In questa opera Verga perfeziona la tecnica narrativa sperimentata precedentemente, caratterizzata dall’uso del discorso indiretto libero, che permette di inserire nel racconto le voci e i punti di vista dei personaggi. In questo modo è la famiglia dei Malavoglia e sono gli abitanti di Aci Trezza a prestare all’autore le loro parole semplici e la loro grammatica elementare.
Nel secondo romanzo del ciclo dei Vinti, pubblicato nel 1889, Verga dimostra come sia impossibile, in una società priva di autentici valori morali, prevedere un miglioramento delle condizioni umane.
Ambientato nella provincia siciliana durante il Risorgimento, Mastro-don Gesualdo è l’opera in cui il progetto di rappresentare l’avidità degli uomini appare più felicemente risolto.
Il manovale Gesualdo, spinto solamente da un’ambizione smodata, dopo aver accumulato un consistente patrimonio col duro lavoro, riesce a sposare una ;nobile decaduta.

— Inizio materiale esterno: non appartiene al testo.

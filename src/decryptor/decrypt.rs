//! src/decryptor/decrypt.rs

use crate::aliases::Passphrase;
use crate::consts::{IO_CHUNK_LEN, PBKDF2_MAX_ITER, PBKDF2_MIN_ITER};
use crate::decryptor::stream::StreamDecryptor;
use crate::error::SealstreamError;
use std::io::{Read, Write};

/// Decrypt a sealed stream from `source` into `destination`, verifying the
/// MAC trailer once the source is exhausted.
///
/// Plaintext is written to `destination` as it is recovered, before the
/// trailer has been seen. On any `Err`, in particular
/// [`SealstreamError::Authentication`], everything already written is
/// unauthenticated and must be discarded by the caller.
///
/// `passphrase` and `kdf_iterations` must match the values used to encrypt;
/// a mismatch in either surfaces as `Authentication`.
pub fn decrypt<R, W>(
    mut source: R,
    mut destination: W,
    passphrase: &Passphrase,
    kdf_iterations: u32,
) -> Result<(), SealstreamError>
where
    R: Read,
    W: Write,
{
    if !(PBKDF2_MIN_ITER..=PBKDF2_MAX_ITER).contains(&kdf_iterations) {
        return Err(SealstreamError::DecryptionSetup(
            "KDF iterations out of range".into(),
        ));
    }

    let mut decryptor = StreamDecryptor::new(passphrase, kdf_iterations);

    let mut buf = vec![0u8; IO_CHUNK_LEN];
    loop {
        let n = source.read(&mut buf)?;
        if n == 0 {
            break;
        }
        destination.write_all(&decryptor.update(&buf[..n])?)?;
    }

    destination.write_all(&decryptor.finalize()?)?;
    Ok(())
}
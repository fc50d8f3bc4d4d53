// src/lib.rs

pub mod aliases;
#[cfg(feature = "batch-ops")]
pub mod batch_ops;
pub mod consts;
pub mod crypto;
pub mod decryptor;
pub mod encryptor;
pub mod error;
pub mod header;
pub mod scheme;

// High-level API, what 99% of users import
pub use decryptor::{decrypt, StreamDecryptor};
pub use encryptor::{encrypt, StreamEncryptor};
pub use error::SealstreamError;

// Low-level KDF, public at the root because custom flows (pre-deriving keys,
// decrypting streams produced elsewhere) need it directly
pub use crypto::kdf::derive_stream_key;

pub use header::StreamHeader;
pub use scheme::Scheme;

#[cfg(feature = "batch-ops")]
pub use batch_ops::{decrypt_batch, encrypt_batch};
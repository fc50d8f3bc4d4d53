// src/crypto/rng.rs
//! Secure randomness for per-session IVs and salts.

use crate::SealstreamError;
use rand::{rngs::OsRng, TryRngCore};

/// Fill `buf` from the operating system CSPRNG.
///
/// Session setup aborts if the OS RNG is unavailable; encrypting with a
/// predictable IV or salt is never acceptable.
#[inline(always)]
pub fn fill_random(buf: &mut [u8]) -> Result<(), SealstreamError> {
    OsRng
        .try_fill_bytes(buf)
        .map_err(|e| SealstreamError::EncryptionSetup(format!("system RNG unavailable: {e}")))
}
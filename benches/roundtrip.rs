// benches/roundtrip.rs
//! Round-trip (encrypt then decrypt) benchmarks across payload sizes

use sealstream::aliases::Passphrase;
use sealstream::{decrypt, encrypt};

use criterion::{criterion_group, criterion_main, BenchmarkId, Criterion, Throughput};
use std::hint::black_box;
use std::io::Cursor;

const KDF_ITERATIONS: u32 = 10_000;

const KB: usize = 1024;
const MB: usize = 1024 * 1024;

fn format_size(bytes: usize) -> String {
    if bytes >= MB {
        format!("{} MiB", bytes / MB)
    } else if bytes >= KB {
        format!("{} KiB", bytes / KB)
    } else {
        format!("{bytes} B")
    }
}

fn bench_roundtrip(c: &mut Criterion) {
    let mut group = c.benchmark_group("roundtrip");

    let passphrase = Passphrase::from("benchmark-passphrase".to_string());

    let sizes = [KB, 64 * KB, MB, 10 * MB];

    for &size in &sizes {
        let input = vec![0x41u8; size];

        group.throughput(Throughput::Bytes(size as u64));
        group.bench_with_input(BenchmarkId::new("size", format_size(size)), &size, |b, _| {
            b.iter(|| {
                let mut sealed = Vec::with_capacity(size + 128);
                encrypt(
                    Cursor::new(black_box(&input)),
                    &mut sealed,
                    &passphrase,
                    KDF_ITERATIONS,
                )
                .unwrap();

                let mut recovered = Vec::with_capacity(size);
                decrypt(
                    Cursor::new(black_box(&sealed)),
                    &mut recovered,
                    &passphrase,
                    KDF_ITERATIONS,
                )
                .unwrap();

                black_box(recovered);
            });
        });
    }

    group.finish();
}

criterion_group!(benches, bench_roundtrip);
criterion_main!(benches);
//! src/encryptor/stream.rs
//! Push-driven streaming encryption.
//!
//! Output layout: `header(48) || ciphertext(N) || trailer(32)`. The CTR
//! cipher state carries forward across chunks (no re-initialization per
//! chunk) and the MAC accumulates header-then-ciphertext in stream order.

use crate::aliases::{Aes128Ctr, HmacSha256, Passphrase, StreamKey16};
use crate::consts::{HEADER_LEN, KEY_LEN, TRAILER_LEN};
use crate::crypto::kdf::derive_stream_key;
use crate::error::SealstreamError;
use crate::header::StreamHeader;
use aes::cipher::{KeyIvInit, StreamCipher};
use hmac::Mac;

/// One encryption session.
///
/// Feed plaintext chunks in order with [`update`](Self::update); every call
/// returns the bytes to append to the output stream. [`finalize`](Self::finalize)
/// returns the closing bytes. The first bytes produced are always the 48-byte
/// header (emitted by the first `update`, or by `finalize` for an empty
/// plaintext), so concatenating all returned chunks yields a well-formed
/// stream regardless of how the input was chunked.
///
/// Not restartable: a session owns its cipher and MAC state exclusively and
/// is consumed by `finalize`.
pub struct StreamEncryptor {
    cipher: Aes128Ctr,
    mac: HmacSha256,
    pending_header: Option<[u8; HEADER_LEN]>,
}

impl StreamEncryptor {
    /// Set up a session: fresh IV and salts, both keys derived, header
    /// absorbed into the MAC. Fails before any output can be produced.
    pub fn new(passphrase: &Passphrase, iterations: u32) -> Result<Self, SealstreamError> {
        let header = StreamHeader::generate()?;

        let mut cipher_key = StreamKey16::new([0u8; KEY_LEN]);
        let mut mac_key = StreamKey16::new([0u8; KEY_LEN]);
        derive_stream_key(passphrase, &header.cipher_salt, iterations, &mut cipher_key)?;
        derive_stream_key(passphrase, &header.mac_salt, iterations, &mut mac_key)?;

        let cipher = Aes128Ctr::new_from_slices(&cipher_key[..], &header.iv)
            .map_err(|e| SealstreamError::EncryptionSetup(format!("cipher init: {e}")))?;
        let mut mac = <HmacSha256 as Mac>::new_from_slice(&mac_key[..])
            .expect("HMAC-SHA256 accepts keys of any length");

        let header_bytes = header.to_bytes();
        mac.update(&header_bytes);

        Ok(Self {
            cipher,
            mac,
            pending_header: Some(header_bytes),
        })
    }

    /// Encrypt one plaintext chunk and return the stream bytes it produced.
    ///
    /// The first call prepends the header. Empty chunks are legal.
    pub fn update(&mut self, plaintext: &[u8]) -> Vec<u8> {
        let mut out = match self.pending_header.take() {
            Some(header) => {
                let mut out = Vec::with_capacity(HEADER_LEN + plaintext.len());
                out.extend_from_slice(&header);
                out
            }
            None => Vec::with_capacity(plaintext.len()),
        };

        let ciphertext_start = out.len();
        out.extend_from_slice(plaintext);
        self.cipher.apply_keystream(&mut out[ciphertext_start..]);
        self.mac.update(&out[ciphertext_start..]);
        out
    }

    /// Close the session and return the final stream bytes: the header if no
    /// chunk was ever fed, then the 32-byte MAC trailer. CTR is a pure stream
    /// cipher, so there is no buffered ciphertext left to flush.
    pub fn finalize(mut self) -> Vec<u8> {
        let mut out = match self.pending_header.take() {
            Some(header) => {
                let mut out = Vec::with_capacity(HEADER_LEN + TRAILER_LEN);
                out.extend_from_slice(&header);
                out
            }
            None => Vec::with_capacity(TRAILER_LEN),
        };

        out.extend_from_slice(&self.mac.finalize().into_bytes());
        out
    }
}
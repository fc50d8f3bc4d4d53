//! # Scheme Selection
//!
//! Closed set of stream transforms a session can run under: pass bytes
//! through untouched, or seal them with the authenticated-encryption core.
//! A scheme is selected once per session and never swapped mid-stream.
//!
//! `Plain` exists so callers measuring or wiring up pipelines can keep one
//! code path and zero out the crypto cost.

use crate::aliases::Passphrase;
use crate::decryptor::decrypt;
use crate::encryptor::encrypt;
use crate::error::SealstreamError;
use std::io::{Read, Write};

#[derive(Debug, Clone, Copy, PartialEq, Eq)]
pub enum Scheme {
    /// Identity transform: bytes pass through unchanged.
    Plain,
    /// AES-128-CTR + HMAC-SHA256 sealed stream.
    Aes,
}

impl Scheme {
    /// Every available scheme, for callers that sweep all of them.
    pub const fn all() -> [Scheme; 2] {
        [Scheme::Plain, Scheme::Aes]
    }

    /// Filename extension conventionally appended to output produced under
    /// this scheme. Empty for the identity transform.
    pub const fn extension(&self) -> &'static str {
        match self {
            Scheme::Plain => "",
            Scheme::Aes => "aes",
        }
    }

    /// Transform `source` into sealed (or passthrough) form on `destination`.
    pub fn seal<R, W>(
        &self,
        mut source: R,
        mut destination: W,
        passphrase: &Passphrase,
        kdf_iterations: u32,
    ) -> Result<(), SealstreamError>
    where
        R: Read,
        W: Write,
    {
        match self {
            Scheme::Plain => {
                std::io::copy(&mut source, &mut destination)?;
                Ok(())
            }
            Scheme::Aes => encrypt(source, destination, passphrase, kdf_iterations),
        }
    }

    /// Recover plaintext from `source` onto `destination`, verifying
    /// authenticity for schemes that provide it.
    pub fn open<R, W>(
        &self,
        mut source: R,
        mut destination: W,
        passphrase: &Passphrase,
        kdf_iterations: u32,
    ) -> Result<(), SealstreamError>
    where
        R: Read,
        W: Write,
    {
        match self {
            Scheme::Plain => {
                std::io::copy(&mut source, &mut destination)?;
                Ok(())
            }
            Scheme::Aes => decrypt(source, destination, passphrase, kdf_iterations),
        }
    }
}
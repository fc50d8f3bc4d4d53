// src/encryptor/mod.rs

//! High-level encryption facade.
//!
//! Core API: `encrypt(src, dst, &passphrase, iterations)?` for full streams.
//! Incremental: `StreamEncryptor` for callers that feed chunks themselves.

pub(crate) mod encrypt;
pub(crate) mod stream;

pub use encrypt::encrypt;
pub use stream::StreamEncryptor;
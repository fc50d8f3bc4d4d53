//! src/crypto/kdf.rs

use crate::aliases::{Passphrase, Salt16, StreamKey16};
use crate::SealstreamError;

use hmac::Hmac;
use pbkdf2::pbkdf2;
use secrecy::ExposeSecret;
use sha2::Sha256;

/// Derive a 16-byte stream key with PBKDF2-HMAC-SHA256, directly into the
/// caller's zeroizing buffer.
///
/// Deterministic: the same (passphrase, salt, iterations) always yields the
/// same key. Each session calls this twice with independent salts (once for
/// the cipher key, once for the MAC key) so the two keys never coincide.
#[inline(always)]
pub fn derive_stream_key(
    passphrase: &Passphrase,
    salt: &Salt16,
    iterations: u32,
    out_key: &mut StreamKey16,
) -> Result<(), SealstreamError> {
    if iterations == 0 {
        return Err(SealstreamError::KeyDerivation(
            "PBKDF2 iterations must be >= 1".into(),
        ));
    }

    pbkdf2::<Hmac<Sha256>>(
        passphrase.expose_secret().as_bytes(),
        salt,
        iterations,
        &mut out_key[..],
    )
    .map_err(|e| SealstreamError::KeyDerivation(format!("PBKDF2 failed: {e}")))?;

    Ok(())
}
//! # Type Aliases
//!
//! Shared primitive aliases used across the library.
//!
//! ## Secret material
//! - [`Passphrase`] - secret passphrase wrapper; access requires an explicit
//!   `.expose_secret()`, and the backing string is zeroized on drop
//! - [`StreamKey16`] - 16-byte derived key buffer, zeroized on drop
//!
//! ## Public wire values
//! IVs, salts and trailers travel in the clear inside the stream, so they are
//! plain fixed-size arrays:
//! - [`Iv16`] - 16-byte cipher IV (initial CTR counter block)
//! - [`Salt16`] - 16-byte KDF salt
//! - [`Trailer32`] - 32-byte HMAC trailer
//!
//! ## Primitives
//! - [`Aes128Ctr`] - AES-128 in counter mode, big-endian 128-bit counter
//! - [`HmacSha256`] - HMAC-SHA256, used for both the stream MAC and PBKDF2

use hmac::Hmac;
use secrecy::SecretString;
use sha2::Sha256;
use zeroize::Zeroizing;

use crate::consts::{IV_LEN, KEY_LEN, SALT_LEN, TRAILER_LEN};

pub type HmacSha256 = Hmac<Sha256>;

pub type Aes128Ctr = ctr::Ctr128BE<aes::Aes128>;

/// Secret passphrase. Construct with `Passphrase::from(String)`.
pub type Passphrase = SecretString;

/// Derived symmetric key material, auto-zeroized on drop.
pub type StreamKey16 = Zeroizing<[u8; KEY_LEN]>;

pub type Iv16 = [u8; IV_LEN];
pub type Salt16 = [u8; SALT_LEN];
pub type Trailer32 = [u8; TRAILER_LEN];
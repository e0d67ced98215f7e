//! Persistence-instructions pipeline: provider registration and model build.
//!
//! # Responsibility
//! - Collect mapping providers and the user's convention collection.
//! - Assemble class fragments, attach subclasses and run the convention pass.
//!
//! # Invariants
//! - Provider identifiers are validated when registered, never at build time.
//! - Every `build_mappings` call starts from fresh provider fragments, so
//!   conventions never apply twice to the same node.
//! - A subclass that cannot be attached fails the build; it is never dropped.
//!
//! # See also
//! - crate::conventions for the convention pass.

use crate::model::{TypeName, TypeNameError};
use std::error::Error;
use std::fmt::{Display, Formatter};

mod instructions;

pub use instructions::PersistenceInstructions;

pub type PipelineResult<T> = Result<T, PipelineError>;

/// Why a provider was rejected at registration.
#[derive(Debug, Clone, PartialEq, Eq)]
pub enum MalformedReason {
    InvalidEntityType(TypeNameError),
    MissingParent,
    InvalidParent(TypeNameError),
}

impl Display for MalformedReason {
    fn fmt(&self, f: &mut Formatter<'_>) -> std::fmt::Result {
        match self {
            Self::InvalidEntityType(err) => write!(f, "{err}"),
            Self::MissingParent => write!(f, "subclass does not name the entity it extends"),
            Self::InvalidParent(err) => write!(f, "parent {err}"),
        }
    }
}

/// Pipeline registration and build errors.
#[derive(Debug, Clone, PartialEq, Eq)]
pub enum PipelineError {
    MalformedProvider {
        entity_type: String,
        reason: MalformedReason,
    },
    DuplicateEntity(TypeName),
    UnresolvedParent {
        subclass: TypeName,
        extends: TypeName,
    },
    MissingIdentity(TypeName),
}

impl PipelineError {
    /// Stable code used in log events.
    pub fn code(&self) -> &'static str {
        match self {
            Self::MalformedProvider { .. } => "malformed_provider",
            Self::DuplicateEntity(_) => "duplicate_entity",
            Self::UnresolvedParent { .. } => "unresolved_parent",
            Self::MissingIdentity(_) => "missing_identity",
        }
    }
}

impl Display for PipelineError {
    fn fmt(&self, f: &mut Formatter<'_>) -> std::fmt::Result {
        match self {
            Self::MalformedProvider {
                entity_type,
                reason,
            } => write!(f, "mapping provider for `{entity_type}` is malformed: {reason}"),
            Self::DuplicateEntity(entity) => {
                write!(f, "entity already has a mapping provider: {entity}")
            }
            Self::UnresolvedParent { subclass, extends } => write!(
                f,
                "subclass {subclass} extends {extends}, which is not a mapped class or subclass"
            ),
            Self::MissingIdentity(entity) => {
                write!(f, "class mapping has no id or composite id: {entity}")
            }
        }
    }
}

impl Error for PipelineError {
    fn source(&self) -> Option<&(dyn Error + 'static)> {
        match self {
            Self::MalformedProvider {
                reason: MalformedReason::InvalidEntityType(err),
                ..
            }
            | Self::MalformedProvider {
                reason: MalformedReason::InvalidParent(err),
                ..
            } => Some(err),
            _ => None,
        }
    }
}

#[cfg(test)]
mod tests {
    use super::{MalformedReason, PipelineError};
    use crate::model::{TypeName, TypeNameError};
    use std::error::Error;

    #[test]
    fn malformed_provider_exposes_parse_error() {
        let err = PipelineError::MalformedProvider {
            entity_type: " ".to_string(),
            reason: MalformedReason::InvalidEntityType(TypeNameError::Empty),
        };

        assert_eq!(err.code(), "malformed_provider");
        assert!(err.source().is_some());
        assert!(err.to_string().contains("must not be empty"));
    }

    #[test]
    fn unresolved_parent_names_both_sides() {
        let err = PipelineError::UnresolvedParent {
            subclass: TypeName::parse("shop::Book").expect("type name"),
            extends: TypeName::parse("shop::Product").expect("type name"),
        };

        let message = err.to_string();
        assert!(message.contains("shop::Book"));
        assert!(message.contains("shop::Product"));
        assert!(err.source().is_none());
    }
}
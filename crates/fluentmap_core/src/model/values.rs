//! Enumerated attribute values with their mapping-schema spelling.

/// How the ORM reaches a member's value.
#[derive(Debug, Clone, PartialEq, Eq)]
pub enum AccessStrategy {
    Property,
    Field,
    BackField,
    ReadOnly,
    NoSetter,
    NoOp,
    Custom(String),
}

impl AccessStrategy {
    pub fn as_str(&self) -> &str {
        match self {
            Self::Property => "property",
            Self::Field => "field",
            Self::BackField => "backfield",
            Self::ReadOnly => "readonly",
            Self::NoSetter => "nosetter",
            Self::NoOp => "noop",
            Self::Custom(value) => value.as_str(),
        }
    }
}

/// Identifier generation strategy.
#[derive(Debug, Clone, PartialEq, Eq)]
pub enum GeneratorKind {
    Assigned,
    Identity,
    Increment,
    Native,
    Sequence,
    HiLo,
    Guid,
    GuidComb,
    Foreign,
    Custom(String),
}

impl GeneratorKind {
    pub fn as_str(&self) -> &str {
        match self {
            Self::Assigned => "assigned",
            Self::Identity => "identity",
            Self::Increment => "increment",
            Self::Native => "native",
            Self::Sequence => "sequence",
            Self::HiLo => "hilo",
            Self::Guid => "guid",
            Self::GuidComb => "guid.comb",
            Self::Foreign => "foreign",
            Self::Custom(value) => value.as_str(),
        }
    }
}

/// Cascade style of an association.
#[derive(Debug, Clone, Copy, PartialEq, Eq)]
pub enum Cascade {
    All,
    None,
    SaveUpdate,
    Delete,
    AllDeleteOrphan,
}

impl Cascade {
    pub fn as_str(self) -> &'static str {
        match self {
            Self::All => "all",
            Self::None => "none",
            Self::SaveUpdate => "save-update",
            Self::Delete => "delete",
            Self::AllDeleteOrphan => "all-delete-orphan",
        }
    }
}

/// Association fetch mode.
#[derive(Debug, Clone, Copy, PartialEq, Eq)]
pub enum Fetch {
    Join,
    Select,
}

impl Fetch {
    pub fn as_str(self) -> &'static str {
        match self {
            Self::Join => "join",
            Self::Select => "select",
        }
    }
}

/// Behaviour when a referenced row is missing.
#[derive(Debug, Clone, Copy, PartialEq, Eq)]
pub enum NotFound {
    Ignore,
    Exception,
}

impl NotFound {
    pub fn as_str(self) -> &'static str {
        match self {
            Self::Ignore => "ignore",
            Self::Exception => "exception",
        }
    }
}
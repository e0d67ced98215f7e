//! Identity builders: simple id and composite id.

use crate::attributes::AttributeStore;
use crate::mapping::NotFlag;
use crate::model::column::columns_from;
use crate::model::{
    ColumnAttr, CompositeIdAttr, CompositeIdMapping, GeneratorAttr,
    GeneratorKind, GeneratorMapping, IdAttr, IdMapping, KeyManyToOneAttr, KeyManyToOneMapping,
    KeyPropertyAttr, KeyPropertyMapping, TypeName,
};
use std::collections::BTreeMap;

/// Builder for a simple identity.
#[derive(Debug, Clone)]
pub struct IdentityPart {
    attributes: AttributeStore<IdAttr>,
    column_names: Vec<String>,
    column_template: AttributeStore<ColumnAttr>,
    generator: Option<GeneratorKind>,
    generator_params: BTreeMap<String, String>,
}

impl IdentityPart {
    pub(crate) fn new(name: impl Into<String>) -> Self {
        let mut attributes = AttributeStore::new();
        attributes.set(IdAttr::Name, name.into());
        Self {
            attributes,
            column_names: Vec::new(),
            column_template: AttributeStore::new(),
            generator: None,
            generator_params: BTreeMap::new(),
        }
    }

    fn store(&mut self) -> &mut AttributeStore<IdAttr> {
        &mut self.attributes
    }

    pub fn column(&mut self, name: impl Into<String>) -> &mut Self {
        self.column_names.push(name.into());
        self
    }

    access_setter!(set: IdAttr::Access);

    text_setters! { set:
        /// Custom ORM type name.
        custom_type => IdAttr::Type;
        /// Identifier value that marks a transient instance.
        unsaved_value => IdAttr::UnsavedValue;
    }

    pub fn length(&mut self, value: u32) -> &mut Self {
        self.column_template.set(ColumnAttr::Length, i64::from(value));
        self
    }

    pub fn generated_by(&mut self, kind: GeneratorKind) -> &mut Self {
        self.generator = Some(kind);
        self
    }

    /// Adds a generator parameter, e.g. `max_lo` for `hilo`.
    pub fn generator_param(&mut self, key: impl Into<String>, value: impl Into<String>) -> &mut Self {
        self.generator_params.insert(key.into(), value.into());
        self
    }

    pub(crate) fn build(&self) -> IdMapping {
        let generator = self.generator.as_ref().map(|kind| {
            let mut attributes = AttributeStore::new();
            attributes.set(GeneratorAttr::Class, kind.as_str());
            GeneratorMapping::new(attributes, self.generator_params.clone())
        });
        IdMapping::new(
            self.attributes.clone(),
            columns_from(&self.column_names, &self.column_template),
            generator,
        )
    }
}

#[derive(Debug, Clone)]
struct KeyPropertyPart {
    attributes: AttributeStore<KeyPropertyAttr>,
    column_names: Vec<String>,
}

#[derive(Debug, Clone)]
struct KeyReferencePart {
    attributes: AttributeStore<KeyManyToOneAttr>,
    referenced_entity: TypeName,
    column_names: Vec<String>,
}

/// Builder for a composite identity made of key properties and key
/// references.
#[derive(Debug, Clone)]
pub struct CompositeIdentityPart {
    attributes: AttributeStore<CompositeIdAttr>,
    key_properties: Vec<KeyPropertyPart>,
    key_references: Vec<KeyReferencePart>,
    not: NotFlag,
}

impl CompositeIdentityPart {
    pub(crate) fn new(name: impl Into<String>) -> Self {
        let mut attributes = AttributeStore::new();
        let name = name.into();
        if !name.trim().is_empty() {
            attributes.set(CompositeIdAttr::Name, name);
        }
        Self {
            attributes,
            key_properties: Vec::new(),
            key_references: Vec::new(),
            not: NotFlag::default(),
        }
    }

    fn store(&mut self) -> &mut AttributeStore<CompositeIdAttr> {
        &mut self.attributes
    }

    /// Inverts the next boolean setter.
    pub fn not(&mut self) -> &mut Self {
        self.not.toggle();
        self
    }

    /// Adds a key property whose column is named after it.
    pub fn key_property(&mut self, name: impl Into<String>) -> &mut Self {
        let name = name.into();
        let column = name.clone();
        self.key_property_column(name, column)
    }

    pub fn key_property_column(
        &mut self,
        name: impl Into<String>,
        column: impl Into<String>,
    ) -> &mut Self {
        let mut attributes = AttributeStore::new();
        attributes.set(KeyPropertyAttr::Name, name.into());
        self.key_properties.push(KeyPropertyPart {
            attributes,
            column_names: vec![column.into()],
        });
        self
    }

    /// Adds a key many-to-one to `target`, column `<name>_id`.
    pub fn key_reference(&mut self, name: impl Into<String>, target: TypeName) -> &mut Self {
        let name = name.into();
        let column = format!("{name}_id");
        self.key_reference_column(name, target, column)
    }

    pub fn key_reference_column(
        &mut self,
        name: impl Into<String>,
        target: TypeName,
        column: impl Into<String>,
    ) -> &mut Self {
        let mut attributes = AttributeStore::new();
        attributes.set(KeyManyToOneAttr::Name, name.into());
        self.key_references.push(KeyReferencePart {
            attributes,
            referenced_entity: target,
            column_names: vec![column.into()],
        });
        self
    }

    access_setter!(set: CompositeIdAttr::Access);

    text_setters! { set:
        unsaved_value => CompositeIdAttr::UnsavedValue;
        /// Component class holding the key when `mapped`.
        component_class => CompositeIdAttr::Class;
    }

    flag_setters! { set:
        /// Maps the key onto a separate component class.
        mapped => CompositeIdAttr::Mapped;
    }

    pub(crate) fn build(&self, owner: &TypeName) -> CompositeIdMapping {
        let no_template = AttributeStore::new();
        let key_properties = self
            .key_properties
            .iter()
            .map(|key| {
                KeyPropertyMapping::new(
                    key.attributes.clone(),
                    columns_from(&key.column_names, &no_template),
                )
            })
            .collect();
        let key_many_to_ones = self
            .key_references
            .iter()
            .map(|key| {
                KeyManyToOneMapping::new(
                    key.attributes.clone(),
                    owner.clone(),
                    key.referenced_entity.clone(),
                    columns_from(&key.column_names, &no_template),
                )
            })
            .collect();
        CompositeIdMapping::new(self.attributes.clone(), key_properties, key_many_to_ones)
    }
}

Ma Gesualdo, nonostante sia diventato un uomo ricco – infatti nel corso del romanzo il suo appellativo cambia da mastro in don –, agli occhi del mondo rimarrà sempre un popolano e come tale verrà trattato sino alla fine dei suoi giorni.
Rispetto allo stile corale dei Malavoglia, in questa opera ci troviamo guidati da un narratore che con distacco raffigura luoghi e paesaggi lividi e desolati, premonitori della miseria umana che i personaggi del Mastro-don Gesualdo rappresentano.
Nel 1893 Verga torna definitivamente a Catania dove continua l’attività di scrittore fino alla morte, avvenuta nel 1922.